- Born: 16 March 1933 Dhaka, Bengal Presidency, British India
- Died: 27 January 2007 (aged 73) Dhaka, Bangladesh
- Education: University of Dhaka
- Occupation: journalist
- Known for: founder of Chhayanaut
- Spouse: Sanjida Khatun
- Children: Apala Farhat; Partha Tanveer; Ruchira Tabassum;
- Parents: Mazharul Haq (father); Mewa Begum (mother);

= Waheedul Haq =

Bangladeshi journalist, writer, and musicologist

Waheedul Haq (16 March 1933 – 27 January 2007) was a journalist, writer, and musicologist of Tagore songs. He was awarded Ekushey Padak for music in 2008 and Independence Day Award for culture in 2010 by the government of Bangladesh.

==Early life==
Haq was born on 16 March 1933, at Bhawal Monoharia village under Keraniganj Upazila in the then Bengal Presidency, British India. His father, Mazharul Haq, was a member of Bengal legislative assembly in 1946. His mother was Mewa Begum. Waheedul was the eldest of three brothers and two sisters. His brother Rezaul Haq is a journalist and another brother Ziaul Haq was killed in 1971.

Haq grew up in the old part of Dhaka city and was educated in the Dhaka College.

==Career==
Haq, along with other activists, founded Chhayanaut in 1961.

Haq also founded Kanthashilon, Nalonda, Anandadhani, Fulki, Bratochari Samity and Bashanto Utsab Udjapon Parishad. He formed the Jatiya Rabindra Sangeet Sammilon Parishad in 1980. He was also involved in filmmaking and the film society movement during the 1960s. He also composed the musical scores for the Indian director Ritwik Ghatak's film Titash Ekti Nadir Naam.

Haq taught at the Bangladesh University of Engineering and Technology as a part-time teacher.

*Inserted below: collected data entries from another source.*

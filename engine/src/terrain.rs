use anyhow::bail;
use serde::{Deserialize, Serialize};
use strum::{EnumIter, IntoStaticStr};

use crate::ClimbDirection;

/// Kinds of dungeon floor tiles.
#[derive(
    Copy,
    Clone,
    Eq,
    PartialEq,
    Hash,
    Default,
    Debug,
    EnumIter,
    IntoStaticStr,
    Serialize,
    Deserialize,
)]
#[strum(serialize_all = "kebab-case")]
#[serde(rename_all = "kebab-case")]
pub enum Terrain {
    StoneWall,
    WoodWall,
    Palisade,
    #[default]
    StoneFloor,
    WoodFloor,
    Grass,
    Dirt,
    Upstairs,
    Downstairs,
}

use Terrain::*;

impl TryFrom<char> for Terrain {
    type Error = anyhow::Error;

    fn try_from(value: char) -> Result<Self, Self::Error> {
        Ok(match value {
            '#' => StoneWall,
            '=' => WoodWall,
            '|' => Palisade,
            '.' => StoneFloor,
            '_' => WoodFloor,
            '"' => Grass,
            ',' => Dirt,
            '<' => Upstairs,
            '>' => Downstairs,
            _ => bail!("Invalid terrain {value:?}"),
        })
    }
}

impl From<Terrain> for char {
    fn from(value: Terrain) -> Self {
        match value {
            StoneWall => '#',
            WoodWall => '=',
            Palisade => '|',
            StoneFloor => '.',
            WoodFloor => '_',
            Grass => '"',
            Dirt => ',',
            Upstairs => '<',
            Downstairs => '>',
        }
    }
}

impl Terrain {
    pub fn name(self) -> &'static str {
        self.into()
    }

    pub fn blocks_movement(self) -> bool {
        matches!(self, StoneWall | WoodWall | Palisade)
    }

    pub fn blocks_sight(self) -> bool {
        matches!(self, StoneWall | WoodWall | Palisade)
    }

    pub fn is_wall(self) -> bool {
        self.blocks_movement()
    }

    /// Which way a staircase on this tile leads.
    pub fn climb_direction(self) -> Option<ClimbDirection> {
        match self {
            Upstairs => Some(ClimbDirection::Up),
            Downstairs => Some(ClimbDirection::Down),
            _ => None,
        }
    }
}

#[cfg(test)]
mod test {
    use strum::IntoEnumIterator;

    use super::*;

    #[test]
    fn glyphs() {
        for t in Terrain::iter() {
            assert_eq!(Terrain::try_from(char::from(t)).unwrap(), t);
        }
        assert!(Terrain::try_from('x').is_err());
    }

    #[test]
    fn properties() {
        assert!(StoneWall.blocks_sight());
        assert!(Palisade.blocks_movement());
        assert!(!Grass.blocks_movement());
        assert_eq!(Downstairs.climb_direction(), Some(ClimbDirection::Down));
        assert_eq!(Dirt.climb_direction(), None);
        assert_eq!(WoodFloor.name(), "wood-floor");
    }
}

During his fifty-five-year career in journalism, Haq wrote for The Daily Star, where he worked as an Assistant Editor and later as a Joint Editor. He was a shift in-charge of the Daily Observer in the 1960s. Since the late 1990s he worked as a freelance columnist in several newspapers including Bhorer Kagoj, Janakantha, The New Nation, The Morning News and The People.

==Works==
- Gaaner Bhetor Diye (Seen Through Music)
- Chetona Dharaye Esho (Come With The Stream Of Consciousness)
- Shangskriti Jagoroner Prothom Shurjo (The First Sun Of The Rising Of Culture)

==Personal life==
Haq was married to Sanjida Khatun and had three children: Apala Farhat Naved (d. 2011), Partha Tanveer Naved, and Ruchira Tabassum Naved.

==Death==
Haq died at BIRDEM Hospital in Dhaka on 27 January 2007. He had been suffering from pneumonia and lung and kidney diseases and had been undergoing treatment at the hospital for few weeks.